Is this China’s unluckiest diner? She ‘found a sanitary pad in her hotpot’ … twice in the space of two days

Shenzhen woman asks Haidilao for US$145,000 compensation, then claims the same thing happened in a different restaurant 24 hours later

A woman claiming she found a sanitary pad in her restaurant meal has seen her story come under scrutiny after it emerged she made the same complaint in a different eatery the following night.

The woman, surnamed Ni, demanded a million yuan (US$145,600) from hotpot chain Haidilao after pulling a paper object that she described as a sanitary towel out of her pot on Friday night.

The manager of the outlet in Shenzhen, which borders Hong Kong, told her the paper was probably the wrapping from the meat.

But Ni dismissed the suggestion, posting footage of the object next to the restaurant’s wrapping paper online saying “you can see this is a sanitary pad”, and demanded compensation.

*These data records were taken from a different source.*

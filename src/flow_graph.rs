//! Task dependency graph built from `context:` lists (Arc<str> optimized)
//!
//! Edges run upstream -> downstream. Execution order is a Kahn walk that
//! prefers declaration order among ready tasks, so a linear chain runs
//! exactly as declared.

use std::collections::{HashMap, HashSet, VecDeque};
use std::sync::Arc;

use crate::error::CrewError;
use crate::task::TaskSpec;

pub struct FlowGraph {
    /// task_id -> downstream task_ids
    adjacency: HashMap<Arc<str>, Vec<Arc<str>>>,
    /// task_id -> upstream task_ids, in `context:` order
    predecessors: HashMap<Arc<str>, Vec<Arc<str>>>,
    /// Declaration order
    task_ids: Vec<Arc<str>>,
}

impl FlowGraph {
    /// Build the graph, rejecting duplicate ids, unknown upstreams and self-references
    pub fn from_tasks(tasks: &[TaskSpec]) -> Result<Self, CrewError> {
        let capacity = tasks.len();
        let mut adjacency: HashMap<Arc<str>, Vec<Arc<str>>> = HashMap::with_capacity(capacity);
        let mut predecessors: HashMap<Arc<str>, Vec<Arc<str>>> = HashMap::with_capacity(capacity);
        let mut task_ids: Vec<Arc<str>> = Vec::with_capacity(capacity);
        let mut task_set: HashSet<Arc<str>> = HashSet::with_capacity(capacity);

        // Create Arc<str> once per task, reuse everywhere
        for task in tasks {
            let id: Arc<str> = Arc::from(task.id.as_str());
            if !task_set.insert(Arc::clone(&id)) {
                return Err(CrewError::DuplicateTask { id: task.id.clone() });
            }
            task_ids.push(Arc::clone(&id));
            adjacency.insert(Arc::clone(&id), Vec::new());
            predecessors.insert(id, Vec::new());
        }

        for task in tasks {
            let target = task_set
                .get(task.id.as_str())
                .cloned()
                .unwrap_or_else(|| Arc::from(task.id.as_str()));

            for upstream in &task.context {
                if upstream == &task.id {
                    return Err(CrewError::CircularContext {
                        task_id: task.id.clone(),
                    });
                }
                let source = task_set.get(upstream.as_str()).cloned().ok_or_else(|| {
                    CrewError::UnknownUpstream {
                        upstream: upstream.clone(),
                        task_id: task.id.clone(),
                    }
                })?;

                adjacency
                    .entry(Arc::clone(&source))
                    .or_default()
                    .push(Arc::clone(&target));
                predecessors
                    .entry(Arc::clone(&target))
                    .or_default()
                    .push(source);
            }
        }

        Ok(Self {
            adjacency,
            predecessors,
            task_ids,
        })
    }

    /// Upstream tasks of `task_id`, in `context:` order
    #[inline]
    pub fn dependencies(&self, task_id: &str) -> &[Arc<str>] {
        static EMPTY: &[Arc<str>] = &[];
        self.predecessors
            .get(task_id)
            .map(|v| v.as_slice())
            .unwrap_or(EMPTY)
    }

    /// Tasks nothing else depends on
    pub fn final_tasks(&self) -> Vec<Arc<str>> {
        self.task_ids
            .iter()
            .filter(|id| {
                self.adjacency
                    .get(id.as_ref())
                    .map(|v| v.is_empty())
                    .unwrap_or(true)
            })
            .cloned()
            .collect()
    }

    pub fn len(&self) -> usize {
        self.task_ids.len()
    }

    pub fn is_empty(&self) -> bool {
        self.task_ids.is_empty()
    }

    /// Topological order; ties resolve by declaration order
    pub fn execution_order(&self) -> Result<Vec<Arc<str>>, CrewError> {
        let n = self.task_ids.len();
        let index: HashMap<&str, usize> = self
            .task_ids
            .iter()
            .enumerate()
            .map(|(i, id)| (&**id, i))
            .collect();
        let mut in_degree: Vec<usize> = self
            .task_ids
            .iter()
            .map(|id| self.dependencies(id).len())
            .collect();
        let mut done = vec![false; n];
        let mut order = Vec::with_capacity(n);

        while order.len() < n {
            // First ready task in declaration order
            let Some(next) = (0..n).find(|&i| !done[i] && in_degree[i] == 0) else {
                let stuck = (0..n)
                    .find(|&i| !done[i])
                    .map(|i| self.task_ids[i].to_string())
                    .unwrap_or_default();
                return Err(CrewError::CircularContext { task_id: stuck });
            };

            done[next] = true;
            let successors = self.adjacency.get(&self.task_ids[next]);
            for succ in successors.into_iter().flatten() {
                if let Some(&j) = index.get(&**succ) {
                    in_degree[j] = in_degree[j].saturating_sub(1);
                }
            }
            order.push(Arc::clone(&self.task_ids[next]));
        }

        Ok(order)
    }

    /// Check if there's a path from `from` to `to` (BFS)
    pub fn has_path(&self, from: &str, to: &str) -> bool {
        if from == to {
            return true;
        }

        let mut visited: HashSet<&str> = HashSet::new();
        let mut queue: VecDeque<&str> = VecDeque::new();

        queue.push_back(from);
        visited.insert(from);

        while let Some(current) = queue.pop_front() {
            if let Some(neighbors) = self.adjacency.get(current) {
                for neighbor in neighbors {
                    if neighbor.as_ref() == to {
                        return true;
                    }
                    if visited.insert(neighbor.as_ref()) {
                        queue.push_back(neighbor.as_ref());
                    }
                }
            }
        }

        false
    }
}

#[cfg(test)]
mod tests {
    use super::*;

    fn task(id: &str, context: &[&str]) -> TaskSpec {
        let mut t = TaskSpec::new(id, "do it", "text", "r");
        for c in context {
            t = t.with_context(*c);
        }
        t
    }

    fn ids(order: &[Arc<str>]) -> Vec<&str> {
        order.iter().map(|s| s.as_ref()).collect()
    }

    #[test]
    fn linear_chain_keeps_declaration_order() {
        let tasks = vec![
            task("research", &[]),
            task("write", &["research"]),
            task("translate", &["write"]),
        ];
        let graph = FlowGraph::from_tasks(&tasks).unwrap();
        let order = graph.execution_order().unwrap();
        assert_eq!(ids(&order), vec!["research", "write", "translate"]);
        assert_eq!(ids(&graph.final_tasks()), vec!["translate"]);
    }

    #[test]
    fn upstream_declared_later_runs_first() {
        let tasks = vec![task("summary", &["facts"]), task("facts", &[])];
        let graph = FlowGraph::from_tasks(&tasks).unwrap();
        let order = graph.execution_order().unwrap();
        assert_eq!(ids(&order), vec!["facts", "summary"]);
    }

    #[test]
    fn diamond_runs_each_task_once() {
        let tasks = vec![
            task("a", &[]),
            task("b", &["a"]),
            task("c", &["a"]),
            task("d", &["b", "c"]),
        ];
        let graph = FlowGraph::from_tasks(&tasks).unwrap();
        let order = graph.execution_order().unwrap();
        assert_eq!(ids(&order), vec!["a", "b", "c", "d"]);
        assert_eq!(ids(graph.dependencies("d")), vec!["b", "c"]);
        assert!(graph.has_path("a", "d"));
        assert!(!graph.has_path("b", "c"));
    }

    #[test]
    fn unknown_upstream_rejected() {
        let tasks = vec![task("write", &["research"])];
        let err = FlowGraph::from_tasks(&tasks).err().unwrap();
        assert!(matches!(
            err,
            CrewError::UnknownUpstream { ref upstream, .. } if upstream == "research"
        ));
    }

    #[test]
    fn self_reference_rejected() {
        let tasks = vec![task("loop", &["loop"])];
        let err = FlowGraph::from_tasks(&tasks).err().unwrap();
        assert!(matches!(err, CrewError::CircularContext { .. }));
    }

    #[test]
    fn cycle_detected_in_order() {
        let tasks = vec![task("a", &["b"]), task("b", &["a"])];
        let graph = FlowGraph::from_tasks(&tasks).unwrap();
        let err = graph.execution_order().unwrap_err();
        assert!(matches!(err, CrewError::CircularContext { .. }));
    }

    #[test]
    fn duplicate_task_rejected() {
        let tasks = vec![task("a", &[]), task("a", &[])];
        let err = FlowGraph::from_tasks(&tasks).err().unwrap();
        assert!(matches!(err, CrewError::DuplicateTask { ref id } if id == "a"));
    }
}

Rat in hotpot shocks pregnant woman, shuts down restaurant in eastern China

She returned to the branch the next day for further discussions with the management. Southern Metropolis Daily reported that at some point in her discussions with the restaurant she and her companion had become so enraged that they started busting up furniture, prompting the Haidilao staff to call the police.

Police arrived and determined that Ni should pay for the damaged restaurant property. They also collected surveillance footage to review as part of their ongoing investigation into the incident.

The story, which has gone viral on Chinese social media, comes less than a week after the popular mainland hotpot chain launched its initial public offering of nearly US$1 billion in Hong Kong.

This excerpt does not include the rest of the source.